--- RECORDS TO PROCESS Enclosed Below ---

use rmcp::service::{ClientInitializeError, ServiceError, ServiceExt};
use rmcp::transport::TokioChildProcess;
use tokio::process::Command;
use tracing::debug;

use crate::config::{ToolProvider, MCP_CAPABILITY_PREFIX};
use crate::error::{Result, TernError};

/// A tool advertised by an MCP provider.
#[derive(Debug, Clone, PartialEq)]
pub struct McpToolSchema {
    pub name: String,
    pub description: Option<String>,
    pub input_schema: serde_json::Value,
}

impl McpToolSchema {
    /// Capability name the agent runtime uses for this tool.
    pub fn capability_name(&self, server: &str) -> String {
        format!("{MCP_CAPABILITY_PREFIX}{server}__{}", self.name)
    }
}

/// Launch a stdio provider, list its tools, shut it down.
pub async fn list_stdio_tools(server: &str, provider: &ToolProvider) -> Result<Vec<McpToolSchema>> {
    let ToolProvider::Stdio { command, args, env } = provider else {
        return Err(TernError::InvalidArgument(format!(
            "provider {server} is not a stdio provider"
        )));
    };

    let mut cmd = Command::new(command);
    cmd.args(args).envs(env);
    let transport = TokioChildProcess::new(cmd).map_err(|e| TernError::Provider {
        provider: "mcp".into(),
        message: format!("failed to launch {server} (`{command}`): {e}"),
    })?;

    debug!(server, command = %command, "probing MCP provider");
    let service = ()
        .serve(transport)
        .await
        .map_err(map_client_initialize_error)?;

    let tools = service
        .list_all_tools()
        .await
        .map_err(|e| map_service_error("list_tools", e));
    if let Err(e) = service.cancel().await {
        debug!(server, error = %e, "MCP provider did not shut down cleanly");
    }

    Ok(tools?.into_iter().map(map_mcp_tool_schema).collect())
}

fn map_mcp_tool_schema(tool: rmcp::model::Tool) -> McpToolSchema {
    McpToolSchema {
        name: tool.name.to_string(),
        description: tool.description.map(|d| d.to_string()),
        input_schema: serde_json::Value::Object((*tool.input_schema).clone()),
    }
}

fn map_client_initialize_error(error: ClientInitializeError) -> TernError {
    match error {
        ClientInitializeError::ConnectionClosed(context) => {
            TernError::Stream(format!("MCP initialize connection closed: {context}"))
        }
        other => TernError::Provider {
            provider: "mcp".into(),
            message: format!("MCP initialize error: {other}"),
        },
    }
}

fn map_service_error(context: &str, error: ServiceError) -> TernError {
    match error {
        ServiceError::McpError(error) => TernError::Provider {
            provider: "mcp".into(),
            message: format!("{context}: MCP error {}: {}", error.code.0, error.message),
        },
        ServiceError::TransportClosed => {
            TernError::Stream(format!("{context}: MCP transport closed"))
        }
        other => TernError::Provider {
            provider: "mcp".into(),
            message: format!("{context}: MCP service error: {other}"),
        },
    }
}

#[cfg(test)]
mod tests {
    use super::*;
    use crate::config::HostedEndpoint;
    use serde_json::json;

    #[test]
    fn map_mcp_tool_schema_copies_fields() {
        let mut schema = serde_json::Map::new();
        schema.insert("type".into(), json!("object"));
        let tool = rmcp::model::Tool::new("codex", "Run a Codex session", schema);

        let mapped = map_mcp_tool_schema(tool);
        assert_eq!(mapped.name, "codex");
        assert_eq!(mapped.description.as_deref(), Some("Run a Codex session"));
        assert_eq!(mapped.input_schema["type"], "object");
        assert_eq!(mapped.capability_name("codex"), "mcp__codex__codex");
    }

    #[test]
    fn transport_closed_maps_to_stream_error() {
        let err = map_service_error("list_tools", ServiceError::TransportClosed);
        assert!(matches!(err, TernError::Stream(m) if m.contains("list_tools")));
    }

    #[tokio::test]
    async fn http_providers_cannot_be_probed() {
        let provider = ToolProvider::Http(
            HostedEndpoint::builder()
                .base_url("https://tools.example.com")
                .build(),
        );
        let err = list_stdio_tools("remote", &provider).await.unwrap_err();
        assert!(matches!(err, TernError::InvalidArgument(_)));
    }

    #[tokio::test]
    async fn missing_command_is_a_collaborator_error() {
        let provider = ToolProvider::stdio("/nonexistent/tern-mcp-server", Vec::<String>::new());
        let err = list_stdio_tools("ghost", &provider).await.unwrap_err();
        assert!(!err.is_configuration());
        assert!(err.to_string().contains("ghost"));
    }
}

--- End of Enclosed RECORDS TO PROCESS ---
--- RECORDS TO PROCESS Enclosed Below ---

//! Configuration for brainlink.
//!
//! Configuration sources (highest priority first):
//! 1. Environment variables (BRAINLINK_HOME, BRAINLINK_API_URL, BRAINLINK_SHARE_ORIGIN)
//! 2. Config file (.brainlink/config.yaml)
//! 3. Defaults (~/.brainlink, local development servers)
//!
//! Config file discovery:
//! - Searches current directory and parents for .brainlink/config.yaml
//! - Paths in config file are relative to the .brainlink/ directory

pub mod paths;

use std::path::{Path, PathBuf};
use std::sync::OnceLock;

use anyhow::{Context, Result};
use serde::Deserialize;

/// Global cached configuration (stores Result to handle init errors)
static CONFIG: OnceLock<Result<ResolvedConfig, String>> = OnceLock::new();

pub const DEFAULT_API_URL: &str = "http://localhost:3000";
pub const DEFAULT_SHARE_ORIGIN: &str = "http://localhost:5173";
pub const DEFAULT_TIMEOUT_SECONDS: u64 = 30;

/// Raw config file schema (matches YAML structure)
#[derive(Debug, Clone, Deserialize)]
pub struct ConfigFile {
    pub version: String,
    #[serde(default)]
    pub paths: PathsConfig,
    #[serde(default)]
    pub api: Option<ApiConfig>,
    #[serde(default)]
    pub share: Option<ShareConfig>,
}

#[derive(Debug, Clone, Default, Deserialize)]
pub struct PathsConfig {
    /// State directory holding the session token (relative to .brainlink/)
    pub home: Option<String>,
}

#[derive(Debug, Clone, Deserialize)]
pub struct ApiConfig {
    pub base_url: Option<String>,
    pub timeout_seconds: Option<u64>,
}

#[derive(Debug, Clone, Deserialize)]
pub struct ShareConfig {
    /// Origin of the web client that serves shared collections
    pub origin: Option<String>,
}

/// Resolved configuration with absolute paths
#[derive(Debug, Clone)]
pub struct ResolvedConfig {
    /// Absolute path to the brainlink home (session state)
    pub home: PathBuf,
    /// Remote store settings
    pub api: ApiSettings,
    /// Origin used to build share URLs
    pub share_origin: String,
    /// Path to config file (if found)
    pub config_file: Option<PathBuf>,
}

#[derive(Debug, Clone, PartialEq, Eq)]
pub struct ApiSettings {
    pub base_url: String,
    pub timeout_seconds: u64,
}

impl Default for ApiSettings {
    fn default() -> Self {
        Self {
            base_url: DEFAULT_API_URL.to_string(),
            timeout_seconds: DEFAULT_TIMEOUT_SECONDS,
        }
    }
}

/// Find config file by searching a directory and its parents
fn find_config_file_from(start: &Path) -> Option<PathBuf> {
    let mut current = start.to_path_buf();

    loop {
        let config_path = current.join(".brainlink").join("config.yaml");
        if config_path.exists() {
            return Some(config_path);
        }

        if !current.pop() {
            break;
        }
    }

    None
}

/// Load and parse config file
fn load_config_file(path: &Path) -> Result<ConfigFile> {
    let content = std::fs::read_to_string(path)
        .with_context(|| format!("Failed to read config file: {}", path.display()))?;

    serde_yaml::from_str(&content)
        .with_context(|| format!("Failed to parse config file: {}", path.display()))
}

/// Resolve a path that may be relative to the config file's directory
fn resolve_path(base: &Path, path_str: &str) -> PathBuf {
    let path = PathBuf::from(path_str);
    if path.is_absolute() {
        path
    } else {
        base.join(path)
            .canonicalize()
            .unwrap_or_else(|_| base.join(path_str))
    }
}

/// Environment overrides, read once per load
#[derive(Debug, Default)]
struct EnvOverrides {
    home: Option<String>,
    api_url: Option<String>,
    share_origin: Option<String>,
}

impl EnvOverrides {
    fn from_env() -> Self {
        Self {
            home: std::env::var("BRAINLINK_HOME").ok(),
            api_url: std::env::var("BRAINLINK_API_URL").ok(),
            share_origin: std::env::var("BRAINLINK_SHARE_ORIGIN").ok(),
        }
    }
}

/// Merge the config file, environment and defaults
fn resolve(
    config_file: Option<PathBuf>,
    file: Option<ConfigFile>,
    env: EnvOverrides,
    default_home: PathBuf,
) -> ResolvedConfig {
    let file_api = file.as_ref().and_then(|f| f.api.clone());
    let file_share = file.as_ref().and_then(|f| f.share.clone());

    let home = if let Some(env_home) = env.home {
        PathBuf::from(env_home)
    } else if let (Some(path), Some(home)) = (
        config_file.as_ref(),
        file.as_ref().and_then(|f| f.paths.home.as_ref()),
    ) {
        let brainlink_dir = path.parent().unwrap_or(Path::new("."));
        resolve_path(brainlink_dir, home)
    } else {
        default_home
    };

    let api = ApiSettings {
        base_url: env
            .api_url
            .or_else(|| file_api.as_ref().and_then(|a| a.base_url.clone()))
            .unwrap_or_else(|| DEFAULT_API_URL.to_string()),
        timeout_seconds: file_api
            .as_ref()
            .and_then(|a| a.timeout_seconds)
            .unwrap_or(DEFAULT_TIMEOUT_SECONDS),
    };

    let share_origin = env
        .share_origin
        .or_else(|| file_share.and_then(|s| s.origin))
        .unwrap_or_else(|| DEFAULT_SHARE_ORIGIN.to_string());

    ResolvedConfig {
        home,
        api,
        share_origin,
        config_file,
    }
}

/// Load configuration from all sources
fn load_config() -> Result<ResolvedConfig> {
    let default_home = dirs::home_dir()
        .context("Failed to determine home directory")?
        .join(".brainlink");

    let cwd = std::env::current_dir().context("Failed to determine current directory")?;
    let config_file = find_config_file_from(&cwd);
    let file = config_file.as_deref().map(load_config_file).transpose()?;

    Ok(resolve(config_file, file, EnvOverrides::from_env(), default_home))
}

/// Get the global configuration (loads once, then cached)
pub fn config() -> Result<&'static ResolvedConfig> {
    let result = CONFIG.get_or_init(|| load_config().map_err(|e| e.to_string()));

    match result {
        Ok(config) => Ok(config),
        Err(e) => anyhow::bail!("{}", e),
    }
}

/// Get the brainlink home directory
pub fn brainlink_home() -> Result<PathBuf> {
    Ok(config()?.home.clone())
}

--- End of Enclosed RECORDS TO PROCESS ---

> _TASK TO COMPLETE_
Lines of the listing above that include the string "crate" should each be copied.

> _ANSWER TO THE EXERCISE_
use crate::config::{ToolProvider, MCP_CAPABILITY_PREFIX};
use crate::error::{Result, TernError};
    use crate::config::HostedEndpoint;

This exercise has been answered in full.